The CGI is at the level of (notorious bomb) ‘John Carter.’
To correctly adapt a video game, you need to have some great computer graphics. That doesn’t seem to happen here.
“Unlike, say, ‘The Jungle Book,’ which was entirely artificial yet came off as completely organic, it’s hard to lose sight of the green-screens here, especially when the warlike Orc characters, who boast some of the least expressive character design since the aliens in ‘John Carter,’ stand next to the film’s human beings,” The Wrap said.
“The heavy use of CGI, and its occasionally awkward interactions with the live-action elements, only serves to distance us even more,” The Guardian wrote. “Much processing power has been put in the service of spectacular, bludgeoning combat, but the images are somehow insubstantial, and we rarely feel the heat of the battle.”
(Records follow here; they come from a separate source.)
use serde::{Serialize, Deserialize};

use crate::loss::cross_entropy::CrossEntropyLoss;
use crate::loss::sse::SseLoss;

/// Selects the per-output loss a model is trained against.
///
/// - `SumSquaredError` — pair with a ReLU or Identity output (regression).
/// - `CrossEntropy`    — pair with a Sigmoid output (classification).
///
/// Both are scalar: the model sums them over its output cells.
#[derive(Debug, Clone, Copy, PartialEq, Eq, Serialize, Deserialize)]
#[serde(rename_all = "snake_case")]
pub enum Loss {
    SumSquaredError,
    CrossEntropy,
}

impl Loss {
    pub fn value(&self, predicted: f64, target: f64) -> f64 {
        match self {
            Loss::SumSquaredError => SseLoss::loss(predicted, target),
            Loss::CrossEntropy => CrossEntropyLoss::loss(predicted, target),
        }
    }

    /// Derivative with respect to the prediction only.
    pub fn partial_derivative(&self, predicted: f64, target: f64) -> f64 {
        match self {
            Loss::SumSquaredError => SseLoss::derivative(predicted, target),
            Loss::CrossEntropy => CrossEntropyLoss::derivative(predicted, target),
        }
    }
}

#[cfg(test)]
mod tests {
    use super::*;

    #[test]
    fn sse_dispatch() {
        assert_eq!(Loss::SumSquaredError.value(3.0, 1.0), 4.0);
        assert_eq!(Loss::SumSquaredError.partial_derivative(3.0, 1.0), 4.0);
        assert_eq!(Loss::SumSquaredError.partial_derivative(1.0, 3.0), -4.0);
    }

    #[test]
    fn serializes_as_snake_case() {
        let json = serde_json::to_string(&Loss::CrossEntropy).unwrap();
        assert_eq!(json, "\"cross_entropy\"");
    }
}
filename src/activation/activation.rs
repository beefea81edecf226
use serde::{Serialize, Deserialize};
use std::f64::consts::E;

/// Scalar nonlinearity applied to a neuron's weighted sum.
#[derive(Debug, Clone, Copy, PartialEq, Eq, Serialize, Deserialize)]
pub enum Activation {
    Identity,
    Sigmoid,
    ReLU,
}

impl Activation {
    pub fn function(&self, x: f64) -> f64 {
        match self {
            Activation::Identity => x,
            Activation::Sigmoid => 1.0 / (1.0 + E.powf(-x)),
            Activation::ReLU => if x > 0.0 { x } else { 0.0 },
        }
    }

    /// Derivative evaluated at the pre-activation `x`.
    ///
    /// ReLU treats the boundary `x == 0` as the flat side, so its derivative
    /// there is `0`.
    pub fn derivative(&self, x: f64) -> f64 {
        match self {
            Activation::Identity => 1.0,
            Activation::Sigmoid => {
                let e = E.powf(-x);
                e / (1.0 + e).powi(2)
            }
            Activation::ReLU => if x <= 0.0 { 0.0 } else { 1.0 },
        }
    }
}

#[cfg(test)]
mod tests {
    use super::*;

    #[test]
    fn relu_is_flat_at_zero() {
        assert_eq!(Activation::ReLU.function(0.0), 0.0);
        assert_eq!(Activation::ReLU.derivative(0.0), 0.0);
        assert_eq!(Activation::ReLU.derivative(1e-12), 1.0);
        assert_eq!(Activation::ReLU.function(-3.0), 0.0);
        assert_eq!(Activation::ReLU.function(2.5), 2.5);
    }

    #[test]
    fn sigmoid_derivative_matches_closed_form() {
        for &x in &[-4.0, -0.5, 0.0, 0.5, 4.0] {
            let s = Activation::Sigmoid.function(x);
            let d = Activation::Sigmoid.derivative(x);
            assert!((d - s * (1.0 - s)).abs() < 1e-12, "x = {x}");
        }
        assert!((Activation::Sigmoid.function(0.0) - 0.5).abs() < 1e-15);
    }

    #[test]
    fn identity_passes_through() {
        assert_eq!(Activation::Identity.function(-7.25), -7.25);
        assert_eq!(Activation::Identity.derivative(123.0), 1.0);
    }
}
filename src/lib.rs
//! A small feedforward neural network engine.
//!
//! Dense ReLU hidden layers feed a task-specific output layer. Training is
//! online gradient descent where each parameter's gradient is found by its own
//! forward sweep of output sensitivities, instead of by backpropagation.

pub mod error;
pub mod activation;
pub mod layers;
pub mod network;
pub mod loss;
pub mod optim;
pub mod train;

// Convenience re-exports
pub use error::{Error, Result};
pub use activation::activation::Activation;
pub use layers::neuron::{Neuron, Parameter};
pub use loss::loss_type::Loss;
pub use network::model::Model;
pub use network::spec::ModelSpec;
pub use network::task::Task;
pub use optim::schedule::LearningRate;
pub use optim::sgd::Sgd;
pub use train::loop_fn::train_loop;
pub use train::trainer::train_model;
pub use train::train_config::TrainConfig;
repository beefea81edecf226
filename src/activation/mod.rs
pub mod activation;

pub use activation::Activation;
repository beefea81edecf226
pub mod sse;
pub mod cross_entropy;
pub mod loss_type;

pub use sse::SseLoss;
pub use cross_entropy::CrossEntropyLoss;
pub use loss_type::Loss;
use log::{debug, log_enabled, trace, Level};
use rand::Rng;

use crate::activation::activation::Activation;
use crate::error::{Error, Result};
use crate::layers::neuron::{Neuron, Parameter};
use crate::network::spec::ModelSpec;
use crate::network::task::Task;

/// A dense feedforward network.
///
/// Layer 0 is the input and holds no neurons; layers `1..=L` are the ReLU
/// hidden layers and layer `L + 1` is the output. Every per-layer buffer has
/// exactly `layer_size(i)` cells.
#[derive(Debug, Clone)]
pub struct Model {
    spec: ModelSpec,
    sizes: Vec<usize>,
    layers: Vec<Vec<Neuron>>,
    /// Outputs of every neuron from the most recent forward pass.
    activations: Vec<Vec<f64>>,
    /// Sensitivity of every neuron's output to the parameter being trained.
    derivatives: Vec<Vec<f64>>,
}

impl Model {
    /// Builds a model whose initial weights come from the thread-local RNG.
    pub fn new(spec: ModelSpec) -> Result<Model> {
        Model::with_rng(spec, &mut rand::thread_rng())
    }

    /// Builds a model drawing every weight and bias from `rng`, neuron by
    /// neuron from the first hidden layer to the output layer.
    pub fn with_rng<R: Rng + ?Sized>(spec: ModelSpec, rng: &mut R) -> Result<Model> {
        spec.validate()?;

        let sizes = spec.layer_sizes();
        let output_layer = sizes.len() - 1;
        let output_activation = spec.resolved_output_activation();

        let mut layers = Vec::with_capacity(sizes.len());
        layers.push(Vec::new());
        for i in 1..sizes.len() {
            let activation = if i == output_layer { output_activation } else { Activation::ReLU };
            let layer = (0..sizes[i])
                .map(|j| Neuron::new(i, j, sizes[i - 1], activation, rng))
                .collect();
            layers.push(layer);
        }

        let activations: Vec<Vec<f64>> = sizes.iter().map(|&n| vec![0.0; n]).collect();
        let derivatives = activations.clone();

        let model = Model { spec, sizes, layers, activations, derivatives };
        debug!(
            "built {:?} model with layer sizes {:?} ({} parameters)",
            model.spec.task,
            model.sizes,
            model.parameter_count()
        );
        Ok(model)
    }

    /// Regression model: one ReLU output, sum-of-squared-error loss.
    pub fn regression(input_size: usize, hidden_layers: &[usize]) -> Result<Model> {
        Model::new(ModelSpec::regression(input_size, hidden_layers))
    }

    /// Classifier over `classes` sigmoid outputs, cross-entropy loss.
    pub fn classifier(input_size: usize, hidden_layers: &[usize], classes: usize) -> Result<Model> {
        Model::new(ModelSpec::classifier(input_size, hidden_layers, classes))
    }

    pub fn spec(&self) -> &ModelSpec {
        &self.spec
    }

    pub fn task(&self) -> Task {
        self.spec.task
    }

    pub fn input_size(&self) -> usize {
        self.sizes[0]
    }

    pub fn output_size(&self) -> usize {
        self.sizes[self.sizes.len() - 1]
    }

    /// Number of layers, input and output included.
    pub fn layer_count(&self) -> usize {
        self.sizes.len()
    }

    pub fn hidden_layer_count(&self) -> usize {
        self.sizes.len() - 2
    }

    /// Width of layer `layer`; zero past the output layer.
    pub fn layer_size(&self, layer: usize) -> usize {
        self.sizes.get(layer).copied().unwrap_or(0)
    }

    pub fn neuron(&self, layer: usize, slot: usize) -> Option<&Neuron> {
        self.layers.get(layer)?.get(slot)
    }

    /// Total number of weights and biases.
    pub fn parameter_count(&self) -> usize {
        self.sizes.windows(2).map(|w| w[1] * (w[0] + 1)).sum()
    }

    fn check_input(&self, input: &[f64]) -> Result<()> {
        if input.len() != self.input_size() {
            return Err(Error::ShapeMismatch { expected: self.input_size(), got: input.len() });
        }
        Ok(())
    }

    /// Forward pass. Leaves every neuron's output in the activation buffer and
    /// returns a copy of the output layer.
    pub fn evaluate(&mut self, input: &[f64]) -> Result<Vec<f64>> {
        self.check_input(input)?;

        self.activations[0].copy_from_slice(input);
        for i in 1..self.layers.len() {
            let (done, rest) = self.activations.split_at_mut(i);
            let prev = &done[i - 1];
            for (j, neuron) in self.layers[i].iter().enumerate() {
                rest[0][j] = neuron.output(prev);
            }
        }

        Ok(self.activations[self.sizes.len() - 1].clone())
    }

    /// Forward pass collapsed to the task's scalar (a value for regression, a
    /// class index for classification).
    pub fn predict(&mut self, input: &[f64]) -> Result<f64> {
        let raw = self.evaluate(input)?;
        Ok(self.spec.task.raw_to_scalar(&raw))
    }

    /// Loss of the current weights on one sample, summed over output cells.
    pub fn loss(&mut self, input: &[f64], target: f64) -> Result<f64> {
        self.evaluate(input)?;
        let expected = self.spec.task.scalar_to_raw(target);
        Ok(self.snapshot_loss(&expected))
    }

    /// Loss of the activations left by the most recent `evaluate` or `train`
    /// call. After `train` this is the loss before that call's updates.
    pub fn cached_loss(&self, target: f64) -> f64 {
        let expected = self.spec.task.scalar_to_raw(target);
        self.snapshot_loss(&expected)
    }

    fn snapshot_loss(&self, expected: &[f64]) -> f64 {
        let loss = self.spec.task.loss();
        let output = &self.activations[self.sizes.len() - 1];
        output.iter().zip(expected).map(|(&p, &t)| loss.value(p, t)).sum()
    }

    /// One gradient-descent step on every weight and then the bias of every
    /// neuron, layer by layer.
    ///
    /// A single forward pass is taken up front and reused for every gradient
    /// in the call. Each update is written to the neuron immediately, so later
    /// gradients in the same call see the updated weights in their sensitivity
    /// sums, but never a refreshed set of activations.
    pub fn train(&mut self, input: &[f64], target: f64, learning_rate: f64) -> Result<()> {
        self.evaluate(input)?;
        let expected = self.spec.task.scalar_to_raw(target);

        if log_enabled!(Level::Trace) {
            trace!("training step: loss before update = {}", self.snapshot_loss(&expected));
        }

        for w_i in 1..self.layers.len() {
            for w_j in 0..self.sizes[w_i] {
                for w_k in 0..self.sizes[w_i - 1] {
                    let param = Parameter::Weight { layer: w_i, slot: w_j, index: w_k };
                    let gradient = self.gradient(param, &expected);
                    self.layers[w_i][w_j].update_weight(w_k, -gradient * learning_rate);
                }

                let param = Parameter::Bias { layer: w_i, slot: w_j };
                let gradient = self.gradient(param, &expected);
                self.layers[w_i][w_j].update_bias(-gradient * learning_rate);
            }
        }

        Ok(())
    }

    /// ∂loss/∂param, by sweeping the sensitivity of every neuron to `param`
    /// forward from a zero input row and folding the output row into the loss.
    fn gradient(&mut self, param: Parameter, expected: &[f64]) -> f64 {
        let loss = self.spec.task.loss();
        let Model { layers, activations, derivatives, .. } = self;

        derivatives[0].iter_mut().for_each(|d| *d = 0.0);
        for i in 1..layers.len() {
            let (done, rest) = derivatives.split_at_mut(i);
            let prev = &activations[i - 1];
            let prev_diff = &done[i - 1];
            for (j, neuron) in layers[i].iter().enumerate() {
                rest[0][j] = neuron.directional_derivative(prev, prev_diff, param);
            }
        }

        let out = layers.len() - 1;
        let mut gradient = 0.0;
        for m in 0..activations[out].len() {
            gradient += loss.partial_derivative(activations[out][m], expected[m]) * derivatives[out][m];
        }
        gradient
    }
}
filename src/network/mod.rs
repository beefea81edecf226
pub mod model;
pub mod spec;
pub mod task;

pub use model::Model;
pub use spec::ModelSpec;
pub use task::Task;
use crate::error::Result;
use crate::network::model::Model;
use crate::optim::schedule::LearningRate;

/// Plain online gradient descent following a learning-rate schedule.
#[derive(Debug, Clone, Copy)]
pub struct Sgd {
    pub schedule: LearningRate,
}

impl Sgd {
    pub fn new(learning_rate: f64) -> Sgd {
        Sgd { schedule: LearningRate::Constant { rate: learning_rate } }
    }

    pub fn with_schedule(schedule: LearningRate) -> Sgd {
        Sgd { schedule }
    }

    /// Trains `model` on one sample at the rate scheduled for `step`, and
    /// returns that rate.
    pub fn step(&self, model: &mut Model, input: &[f64], target: f64, step: usize) -> Result<f64> {
        let rate = self.schedule.rate_at(step);
        model.train(input, target, rate)?;
        Ok(rate)
    }
}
The acting isn’t any better.
Stars including Dominic Cooper, Ben Foster, Paula Patton, and Travis Fimmel (as the lead, Anduin Lothar) all seem to be victims of miscasting.
“Travis Fimmel is a walking charisma void as strapping warrior Anduin, a sort of Aragorn without the personal charm,” Time Out London wrote.
The Playlist felt that the characters, like Cooper as the King, were “stiff” and that “their accoutrements are so overly polished they appear phony and cheap.”
Some critics are comparing it to one of the worst movies ever made.
It’s never good when a movie is compared to “Battlefield Earth,” a sci-fi bust starring John Travolta and adapted from a novel written by Scientology creator L. Ron Hubbard.
“Imagine ‘Battlefield Earth’ without the verve, or the unintentional comedy, and you’ve got ‘Warcraft,’” The Wrap said.
That stings. But then there’s Indiewire‘s review, which calls the film the “‘Battlefield Earth’ of the 21st century.”
“‘Warcraft’ is a once-in-a-generation disaster, one of the most ill-advised and ill-conceived studio films of this modern blockbuster era,” the site said.